Sixty per cent of participants in LINC-II were men, their average age was 37, 31% were employed, and though their average length of time since their HIV diagnosis was ten years, only one-third had ever taken ART.
In the intervention arm, 74% initiated ART within a month of entering the study and 90% did so at some point during the year. In contrast only 11% in the control arm initiated ART in 28 days.
The peer case-management sessions were very popular, with 100% attending at least one session, 75% at least five, and 50% all ten. In contrast only 57% actually received a naltrexone injection at baseline, and very few came back for the implants: only 9% received all four implants.
Whereas only 23% of people in the control arm had undetectable viral loads 12 months after the start of the study, twice as many – 47% – achieved undetectability in the intervention arm.
CD4 counts rose by an average of 56 in the intervention arm during the year but declined by 8 in the control arm, though this was not statistically significant. And 51% in the intervention arm stayed in HIV care (defined as two HIV clinic appointments in the two consecutive six months of follow-up) during the year compared to 35% in the control arm.
The compound outcome of undetectable viral load and abstinence from opiate use in the previous 30 days was achieved, at six months, by 20% in the intervention arm and 9% in the standard-of-care arm. This difference was not statistically significant. But by 12 months it had increased to 28% in the intervention arm and decreased to 6% in the control arm, and this was statistically significant.
The study, Dr Samet said, was as much about probing the limits of what is legally and structurally possible in Russia in bringing together HIV and drug-dependency treatment, and testing what components of it users responded best to, as it was in measuring the specific treatment benefits. Despite the fact that LINC-II finished (as scheduled) in March last year just after the start of the war with Ukraine, Samet said, after 20 years’ collaboration with Russian researchers, he retains optimism about HIV treatment improving there.

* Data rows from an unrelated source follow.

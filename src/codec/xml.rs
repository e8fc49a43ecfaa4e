//! XML tag form for markup-tolerant MT engines
//!
//! Placeholders are rendered as short numbered tags so that an engine translating
//! HTML can move them around with the words they belong to:
//!
//! - standalone placeholders (and close placeholders with no open partner) become
//!   `<xN />`, or `<xN>sample</xN>` when they carry a sample
//! - open/close placeholders become `<xN>` ... `</xN>`, paired by nesting depth
//!
//! Map keys are `xN` for standalone tags, `bxN` and `exN` for the halves of a pair.

use super::{CodecError, CodecResult, PlaceholderMap, Token, mangle};
use crate::nstr::{NormalizedString, Part, Placeholder, PlaceholderKind};

/// Flatten a normalized string to the XML tag form
///
/// Literal text is entity-escaped (`&`, `<`) so it cannot clash with tag syntax.
pub fn flatten_xml_v1(nstr: &NormalizedString) -> (String, PlaceholderMap) {
    let mut flattened = String::new();
    let mut map = PlaceholderMap::new();
    let mut open_tags: Vec<String> = Vec::new();
    let mut index = 0;
    for part in nstr {
        let ph = match part {
            Part::Text(text) => {
                flattened.push_str(&escape(text));
                continue;
            }
            Part::Placeholder(ph) => ph,
        };
        index += 1;
        let v1 = mangle(index, ph);
        let shorthand = format!("x{}", index);
        let closing = match ph.kind {
            PlaceholderKind::Close => open_tags.pop(),
            _ => None,
        };
        let key = match (ph.kind, closing) {
            (PlaceholderKind::Open, _) => {
                flattened.push_str(&format!("<{}>", shorthand));
                let key = format!("b{}", shorthand);
                open_tags.push(shorthand);
                key
            }
            (PlaceholderKind::Close, Some(open)) => {
                flattened.push_str(&format!("</{}>", open));
                format!("e{}", open)
            }
            // standalone, or a close that arrives before any open
            _ => {
                match &ph.sample {
                    Some(sample) => flattened.push_str(&format!(
                        "<{0}>{1}</{0}>",
                        shorthand,
                        escape(sample)
                    )),
                    None => flattened.push_str(&format!("<{} />", shorthand)),
                }
                shorthand
            }
        };
        map.insert(key, ph.clone().with_v1(v1));
    }
    (flattened, map)
}

/// Split a string into literal runs and `<xN />`, `<xN>`, `</xN>` tags
pub fn tokenize_xml(input: &str) -> Vec<Token<'_>> {
    let mut tokens = Vec::new();
    let mut literal_start = 0;
    let mut pos = 0;
    while let Some(offset) = input[pos..].find('<') {
        let start = pos + offset;
        match scan_tag(&input[start..]) {
            Some((token, len)) => {
                if start > literal_start {
                    tokens.push(Token::Literal(&input[literal_start..start]));
                }
                tokens.push(token);
                pos = start + len;
                literal_start = pos;
            }
            None => pos = start + 1,
        }
    }
    if literal_start < input.len() {
        tokens.push(Token::Literal(&input[literal_start..]));
    }
    tokens
}

fn scan_tag(s: &str) -> Option<(Token<'_>, usize)> {
    let bytes = s.as_bytes();
    let closing = bytes.get(1) == Some(&b'/');
    let name_start = if closing { 2 } else { 1 };
    if bytes.get(name_start) != Some(&b'x') {
        return None;
    }
    let digits = bytes[name_start + 1..]
        .iter()
        .take_while(|b| b.is_ascii_digit())
        .count();
    if digits == 0 {
        return None;
    }
    let name_end = name_start + 1 + digits;
    let name = &s[name_start..name_end];
    let rest = &bytes[name_end..];
    if closing {
        rest.starts_with(b">")
            .then_some((Token::Close(name), name_end + 1))
    } else if rest.starts_with(b" />") {
        Some((Token::Standalone(name), name_end + 3))
    } else if rest.starts_with(b">") {
        Some((Token::Open(name), name_end + 1))
    } else {
        None
    }
}

/// Rebuild a normalized string from an XML-form translation
///
/// Text enclosed by a sample-bearing tag pair is the (possibly translated) sample and
/// is dropped; the placeholder already carries its meaning. A space at either edge of
/// that enclosed text is kept as a single space outside the placeholder, unless the
/// neighbouring text already supplies one.
///
/// # Errors
///
/// [`CodecError::UnresolvedTag`] if a well-formed tag has no entry in `map`.
pub fn extract_xml_v1(input: &str, map: &PlaceholderMap) -> CodecResult<NormalizedString> {
    let mut builder = PartBuilder::default();
    let mut pending: Option<&str> = None;
    for token in tokenize_xml(input) {
        match token {
            Token::Literal(text) => pending = Some(text),
            Token::Close(name) if map.contains_key(name) => {
                let ph = lookup(map, name, || format!("</{}>", name))?;
                match pending.take() {
                    Some(sample) => {
                        if sample.starts_with(' ') {
                            builder.space();
                        }
                        builder.placeholder(ph);
                        builder.space_after = !sample.trim().is_empty() && sample.ends_with(' ');
                    }
                    None => builder.placeholder(ph),
                }
            }
            Token::Open(name) if map.contains_key(name) => {
                // opening half of a sample pair: the close tag emits the placeholder
                builder.flush(pending.take());
            }
            Token::Open(name) => {
                builder.flush(pending.take());
                let key = format!("b{}", name);
                builder.placeholder(lookup(map, &key, || format!("<{}>", name))?);
            }
            Token::Close(name) => {
                builder.flush(pending.take());
                let key = format!("e{}", name);
                builder.placeholder(lookup(map, &key, || format!("</{}>", name))?);
            }
            Token::Standalone(name) => {
                builder.flush(pending.take());
                builder.placeholder(lookup(map, name, || format!("<{} />", name))?);
            }
        }
    }
    builder.flush(pending);
    if builder.space_after {
        builder.space();
    }
    Ok(NormalizedString::new(builder.parts))
}

fn lookup(
    map: &PlaceholderMap,
    key: &str,
    tag: impl FnOnce() -> String,
) -> CodecResult<Placeholder> {
    map.get(key)
        .cloned()
        .ok_or_else(|| CodecError::UnresolvedTag(tag()))
}

#[derive(Default)]
struct PartBuilder {
    parts: Vec<Part>,
    /// a space is owed after the last sample-bearing placeholder
    space_after: bool,
}

impl PartBuilder {
    fn ends_with_space(&self) -> bool {
        matches!(self.parts.last(), Some(Part::Text(text)) if text.ends_with(' '))
    }

    fn space(&mut self) {
        self.space_after = false;
        if !self.ends_with_space() {
            self.parts.push(Part::Text(" ".to_string()));
        }
    }

    fn flush(&mut self, text: Option<&str>) {
        let Some(text) = text else { return };
        if std::mem::take(&mut self.space_after) && !text.starts_with(' ') {
            self.parts.push(Part::Text(" ".to_string()));
        }
        self.parts.push(Part::Text(unescape(text)));
    }

    fn placeholder(&mut self, ph: Placeholder) {
        if self.space_after {
            self.space();
        }
        self.parts.push(Part::Placeholder(ph));
    }
}

fn escape(text: &str) -> String {
    text.replace('&', "&amp;").replace('<', "&lt;")
}

/// `&amp;` goes last so that escaped entities survive one level of decoding
fn unescape(text: &str) -> String {
    text.replace("&lt;", "<")
        .replace("&gt;", ">")
        .replace("&quot;", "\"")
        .replace("&#39;", "'")
        .replace("&nbsp;", "\u{a0}")
        .replace("&amp;", "&")
}

#[cfg(test)]
mod tests {
    use super::*;
    use rstest::rstest;

    fn nested() -> NormalizedString {
        NormalizedString::new([
            Part::from("Click "),
            Part::from(Placeholder::open("<a href=\"/x\">")),
            Part::from("here "),
            Part::from(Placeholder::open("<b>")),
            Part::from("now"),
            Part::from(Placeholder::close("</b>")),
            Part::from(Placeholder::close("</a>")),
            Part::from(" to continue"),
            Part::from(Placeholder::standalone("<br/>")),
        ])
    }

    fn kinds(nstr: &NormalizedString) -> Vec<PlaceholderKind> {
        nstr.placeholders().map(|ph| ph.kind).collect()
    }

    // ========== Flatten Tests ==========

    #[test]
    fn test_flatten_nested_tags() {
        let (xml, map) = flatten_xml_v1(&nested());
        assert_eq!(
            xml,
            "Click <x1>here <x2>now</x2></x1> to continue<x5 />"
        );
        assert_eq!(
            map.keys().collect::<Vec<_>>(),
            vec!["bx1", "bx2", "ex2", "ex1", "x5"]
        );
        assert_eq!(map["bx1"].v1.as_deref(), Some("a_bx_a"));
        assert_eq!(map["ex1"].v1.as_deref(), Some("d_ex_a"));
        assert_eq!(map["x5"].v1.as_deref(), Some("e_x_br"));
    }

    #[test]
    fn test_flatten_sample_pair() {
        let nstr = NormalizedString::new([
            Part::from("Hi "),
            Part::from(Placeholder::standalone("{user}").with_sample("Jane")),
            Part::from("!"),
        ]);
        let (xml, map) = flatten_xml_v1(&nstr);
        assert_eq!(xml, "Hi <x1>Jane</x1>!");
        assert!(map.contains_key("x1"));
    }

    #[test]
    fn test_flatten_close_before_open_is_standalone() {
        let nstr = NormalizedString::new([
            Part::from(Placeholder::close("</i>")),
            Part::from("tail"),
        ]);
        let (xml, map) = flatten_xml_v1(&nstr);
        assert_eq!(xml, "<x1 />tail");
        assert_eq!(map["x1"].kind, PlaceholderKind::Close);
    }

    #[test]
    fn test_flatten_escapes_text() {
        let (xml, _) = flatten_xml_v1(&NormalizedString::from_text("a < b & c"));
        assert_eq!(xml, "a &lt; b &amp; c");
    }

    // ========== Tokenizer Tests ==========

    #[rstest]
    #[case("<x1 />", vec![Token::Standalone("x1")])]
    #[case("<x12>a</x12>", vec![Token::Open("x12"), Token::Literal("a"), Token::Close("x12")])]
    #[case("<x1/>", vec![Token::Literal("<x1/>")])]
    #[case("<x>", vec![Token::Literal("<x>")])]
    #[case("<b>bold</b>", vec![Token::Literal("<b>bold</b>")])]
    #[case("a <<x2 /> b", vec![Token::Literal("a <"), Token::Standalone("x2"), Token::Literal(" b")])]
    fn test_tokenize(#[case] input: &str, #[case] expected: Vec<Token<'_>>) {
        assert_eq!(tokenize_xml(input), expected);
    }

    // ========== Extract Tests ==========

    #[test]
    fn test_round_trip_preserves_placeholders() {
        let source = nested();
        let (xml, map) = flatten_xml_v1(&source);
        let extracted = extract_xml_v1(&xml, &map).unwrap();
        assert_eq!(kinds(&extracted), kinds(&source));
        assert_eq!(extracted.text_only(), source.text_only());
        assert_eq!(
            extracted.placeholders().map(|ph| ph.value.as_str()).collect::<Vec<_>>(),
            vec!["<a href=\"/x\">", "<b>", "</b>", "</a>", "<br/>"]
        );
    }

    #[test]
    fn test_round_trip_escaped_text() {
        let source = NormalizedString::new([
            Part::from("1 < 2 & "),
            Part::from(Placeholder::standalone("{n}")),
            Part::from(" &amp; more"),
        ]);
        let (xml, map) = flatten_xml_v1(&source);
        let extracted = extract_xml_v1(&xml, &map).unwrap();
        assert_eq!(extracted.text_only(), source.text_only());
    }

    #[test]
    fn test_translated_sample_is_discarded() {
        let nstr = NormalizedString::new([
            Part::from("Hi "),
            Part::from(Placeholder::standalone("{user}").with_sample("Jane")),
            Part::from("!"),
        ]);
        let (_, map) = flatten_xml_v1(&nstr);
        let ntgt = extract_xml_v1("Ciao <x1>Giovanna</x1>!", &map).unwrap();
        assert_eq!(
            ntgt.parts(),
            &[
                Part::from("Ciao "),
                Part::from(map["x1"].clone()),
                Part::from("!"),
            ]
        );
    }

    #[test]
    fn test_sample_spaces_are_clamped() {
        let nstr = NormalizedString::new([
            Part::from("Hi "),
            Part::from(Placeholder::standalone("{user}").with_sample("Jane")),
            Part::from("!"),
        ]);
        let (_, map) = flatten_xml_v1(&nstr);

        // engine moved the space inside the pair
        let ntgt = extract_xml_v1("Ciao<x1> Giovanna</x1>!", &map).unwrap();
        assert_eq!(ntgt.parts()[0], Part::from("Ciao "));

        // spaces on both sides, with neighbouring spaces already present
        let ntgt = extract_xml_v1("Ciao <x1> Giovanna </x1> !", &map).unwrap();
        assert_eq!(
            ntgt.parts(),
            &[
                Part::from("Ciao "),
                Part::from(map["x1"].clone()),
                Part::from(" !"),
            ]
        );

        // trailing space owed at the end of the string
        let ntgt = extract_xml_v1("<x1>Giovanna </x1>", &map).unwrap();
        assert_eq!(ntgt.parts().last(), Some(&Part::from(" ")));
    }

    #[test]
    fn test_unescape_entities() {
        let ntgt = extract_xml_v1("l&#39;&lt;a&gt;&nbsp;&amp;", &PlaceholderMap::new()).unwrap();
        assert_eq!(ntgt.text_only(), "l'<a>\u{a0}&");
    }

    #[test]
    fn test_unknown_tag_is_an_error() {
        let (_, map) = flatten_xml_v1(&nested());
        assert_eq!(
            extract_xml_v1("oops <x9 />", &map),
            Err(CodecError::UnresolvedTag("<x9 />".to_string()))
        );
        assert_eq!(
            extract_xml_v1("oops </x7>", &map),
            Err(CodecError::UnresolvedTag("</x7>".to_string()))
        );
    }

    #[test]
    fn test_engine_reordering_tags() {
        let (_, map) = flatten_xml_v1(&nested());
        let ntgt =
            extract_xml_v1("<x5 />Per continuare <x1>clicca <x2>ora</x2></x1>", &map).unwrap();
        assert_eq!(
            kinds(&ntgt),
            vec![
                PlaceholderKind::Standalone,
                PlaceholderKind::Open,
                PlaceholderKind::Open,
                PlaceholderKind::Close,
                PlaceholderKind::Close,
            ]
        );
    }
}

“Life is not easy for Russian opiate users, but things have improved for them,” he said. “The authorities were willing to get infectionists doing clinics in the narcology hospital. It’s new for them to give ART on admission, when people are still withdrawing. They do adopt innovations when the cost does not seem exorbitant, and cost-effectiveness evaluation of LINC-2 is currently underway. I am still optimistic that in the end the future will involve methadone or buprenorphine therapy.”
Samet JH et al. Suppressing viral load in people with HIV who inject drugs in Russia: LINC-II RCT. Conference on Retroviruses and Opportunistic Infections, Seattle, abstract 203, 2023.